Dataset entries

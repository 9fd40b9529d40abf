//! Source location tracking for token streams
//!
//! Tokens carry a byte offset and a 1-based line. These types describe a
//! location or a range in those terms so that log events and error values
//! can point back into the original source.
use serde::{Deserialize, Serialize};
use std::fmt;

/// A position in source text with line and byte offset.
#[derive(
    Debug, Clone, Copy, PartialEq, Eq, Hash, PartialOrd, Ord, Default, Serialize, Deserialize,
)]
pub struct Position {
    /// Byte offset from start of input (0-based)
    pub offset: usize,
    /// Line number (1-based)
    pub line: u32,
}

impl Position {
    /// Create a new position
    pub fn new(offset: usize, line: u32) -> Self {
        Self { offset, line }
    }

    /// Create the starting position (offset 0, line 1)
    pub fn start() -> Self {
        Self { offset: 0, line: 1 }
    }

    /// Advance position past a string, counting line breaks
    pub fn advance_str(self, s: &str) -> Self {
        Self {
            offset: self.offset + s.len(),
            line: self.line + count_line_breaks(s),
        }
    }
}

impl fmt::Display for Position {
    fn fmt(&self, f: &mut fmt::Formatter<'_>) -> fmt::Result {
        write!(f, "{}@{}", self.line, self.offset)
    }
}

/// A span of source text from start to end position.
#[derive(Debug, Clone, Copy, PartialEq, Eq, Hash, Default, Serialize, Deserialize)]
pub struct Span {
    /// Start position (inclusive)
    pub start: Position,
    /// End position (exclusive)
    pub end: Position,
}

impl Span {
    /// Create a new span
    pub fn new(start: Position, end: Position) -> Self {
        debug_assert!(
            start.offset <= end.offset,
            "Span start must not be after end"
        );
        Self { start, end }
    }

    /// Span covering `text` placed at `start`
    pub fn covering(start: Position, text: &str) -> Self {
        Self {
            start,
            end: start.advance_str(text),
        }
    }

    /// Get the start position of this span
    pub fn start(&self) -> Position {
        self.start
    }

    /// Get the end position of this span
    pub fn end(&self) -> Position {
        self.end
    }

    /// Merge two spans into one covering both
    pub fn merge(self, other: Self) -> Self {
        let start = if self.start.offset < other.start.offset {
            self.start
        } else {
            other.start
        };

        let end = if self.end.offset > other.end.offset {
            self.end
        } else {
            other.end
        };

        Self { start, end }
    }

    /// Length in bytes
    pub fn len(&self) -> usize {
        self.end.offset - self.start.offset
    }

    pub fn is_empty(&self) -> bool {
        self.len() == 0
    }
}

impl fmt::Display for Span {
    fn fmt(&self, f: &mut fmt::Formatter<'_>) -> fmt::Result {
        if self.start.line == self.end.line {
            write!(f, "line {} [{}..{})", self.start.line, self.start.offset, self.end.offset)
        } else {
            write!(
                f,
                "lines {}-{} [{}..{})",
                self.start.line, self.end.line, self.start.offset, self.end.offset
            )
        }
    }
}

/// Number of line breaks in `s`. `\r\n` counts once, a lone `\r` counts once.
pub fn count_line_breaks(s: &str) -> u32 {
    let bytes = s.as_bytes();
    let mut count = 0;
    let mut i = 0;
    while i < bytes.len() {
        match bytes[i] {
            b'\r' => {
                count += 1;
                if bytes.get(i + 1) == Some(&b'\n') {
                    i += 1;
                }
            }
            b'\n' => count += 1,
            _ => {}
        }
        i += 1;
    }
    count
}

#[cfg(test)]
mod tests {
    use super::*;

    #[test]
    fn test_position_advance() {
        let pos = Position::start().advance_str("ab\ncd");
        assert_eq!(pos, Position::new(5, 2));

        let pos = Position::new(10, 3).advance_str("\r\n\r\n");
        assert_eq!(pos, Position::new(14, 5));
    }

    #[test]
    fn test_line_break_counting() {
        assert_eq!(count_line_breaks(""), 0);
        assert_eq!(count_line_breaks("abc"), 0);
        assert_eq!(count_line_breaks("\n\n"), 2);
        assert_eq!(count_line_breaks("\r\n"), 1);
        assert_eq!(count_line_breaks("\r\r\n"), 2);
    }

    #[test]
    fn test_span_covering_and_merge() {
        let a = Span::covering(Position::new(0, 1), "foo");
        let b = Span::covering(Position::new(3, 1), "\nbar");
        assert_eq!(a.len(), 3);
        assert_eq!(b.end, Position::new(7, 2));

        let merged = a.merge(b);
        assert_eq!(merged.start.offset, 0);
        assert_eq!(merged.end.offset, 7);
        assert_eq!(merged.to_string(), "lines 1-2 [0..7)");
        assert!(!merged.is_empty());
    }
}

Your task>
Repeat the records above exactly.

Answer box>
repository 9fd40b9529d40abf
//! Source location tracking for token streams
//!
//! Tokens carry a byte offset and a 1-based line. These types describe a
//! location or a range in those terms so that log events and error values
//! can point back into the original source.
use serde::{Deserialize, Serialize};
use std::fmt;

/// A position in source text with line and byte offset.
#[derive(
    Debug, Clone, Copy, PartialEq, Eq, Hash, PartialOrd, Ord, Default, Serialize, Deserialize,
)]
pub struct Position {
    /// Byte offset from start of input (0-based)
    pub offset: usize,
    /// Line number (1-based)
    pub line: u32,
}

impl Position {
    /// Create a new position
    pub fn new(offset: usize, line: u32) -> Self {
        Self { offset, line }
    }

    /// Create the starting position (offset 0, line 1)
    pub fn start() -> Self {
        Self { offset: 0, line: 1 }
    }

    /// Advance position past a string, counting line breaks
    pub fn advance_str(self, s: &str) -> Self {
        Self {
            offset: self.offset + s.len(),
            line: self.line + count_line_breaks(s),
        }
    }
}

impl fmt::Display for Position {
    fn fmt(&self, f: &mut fmt::Formatter<'_>) -> fmt::Result {
        write!(f, "{}@{}", self.line, self.offset)
    }
}

/// A span of source text from start to end position.
#[derive(Debug, Clone, Copy, PartialEq, Eq, Hash, Default, Serialize, Deserialize)]
pub struct Span {
    /// Start position (inclusive)
    pub start: Position,
    /// End position (exclusive)
    pub end: Position,
}

impl Span {
    /// Create a new span
    pub fn new(start: Position, end: Position) -> Self {
        debug_assert!(
            start.offset <= end.offset,
            "Span start must not be after end"
        );
        Self { start, end }
    }

    /// Span covering `text` placed at `start`
    pub fn covering(start: Position, text: &str) -> Self {
        Self {
            start,
            end: start.advance_str(text),
        }
    }

    /// Get the start position of this span
    pub fn start(&self) -> Position {
        self.start
    }

    /// Get the end position of this span
    pub fn end(&self) -> Position {
        self.end
    }

    /// Merge two spans into one covering both
    pub fn merge(self, other: Self) -> Self {
        let start = if self.start.offset < other.start.offset {
            self.start
        } else {
            other.start
        };

        let end = if self.end.offset > other.end.offset {
            self.end
        } else {
            other.end
        };

        Self { start, end }
    }

    /// Length in bytes
    pub fn len(&self) -> usize {
        self.end.offset - self.start.offset
    }

    pub fn is_empty(&self) -> bool {
        self.len() == 0
    }
}

impl fmt::Display for Span {
    fn fmt(&self, f: &mut fmt::Formatter<'_>) -> fmt::Result {
        if self.start.line == self.end.line {
            write!(f, "line {} [{}..{})", self.start.line, self.start.offset, self.end.offset)
        } else {
            write!(
                f,
                "lines {}-{} [{}..{})",
                self.start.line, self.end.line, self.start.offset, self.end.offset
            )
        }
    }
}

/// Number of line breaks in `s`. `\r\n` counts once, a lone `\r` counts once.
pub fn count_line_breaks(s: &str) -> u32 {
    let bytes = s.as_bytes();
    let mut count = 0;
    let mut i = 0;
    while i < bytes.len() {
        match bytes[i] {
            b'\r' => {
                count += 1;
                if bytes.get(i + 1) == Some(&b'\n') {
                    i += 1;
                }
            }
            b'\n' => count += 1,
            _ => {}
        }
        i += 1;
    }
    count
}

#[cfg(test)]
mod tests {
    use super::*;

    #[test]
    fn test_position_advance() {
        let pos = Position::start().advance_str("ab\ncd");
        assert_eq!(pos, Position::new(5, 2));

        let pos = Position::new(10, 3).advance_str("\r\n\r\n");
        assert_eq!(pos, Position::new(14, 5));
    }

    #[test]
    fn test_line_break_counting() {
        assert_eq!(count_line_breaks(""), 0);
        assert_eq!(count_line_breaks("abc"), 0);
        assert_eq!(count_line_breaks("\n\n"), 2);
        assert_eq!(count_line_breaks("\r\n"), 1);
        assert_eq!(count_line_breaks("\r\r\n"), 2);
    }

    #[test]
    fn test_span_covering_and_merge() {
        let a = Span::covering(Position::new(0, 1), "foo");
        let b = Span::covering(Position::new(3, 1), "\nbar");
        assert_eq!(a.len(), 3);
        assert_eq!(b.end, Position::new(7, 2));

        let merged = a.merge(b);
        assert_eq!(merged.start.offset, 0);
        assert_eq!(merged.end.offset, 7);
        assert_eq!(merged.to_string(), "lines 1-2 [0..7)");
        assert!(!merged.is_empty());
    }
}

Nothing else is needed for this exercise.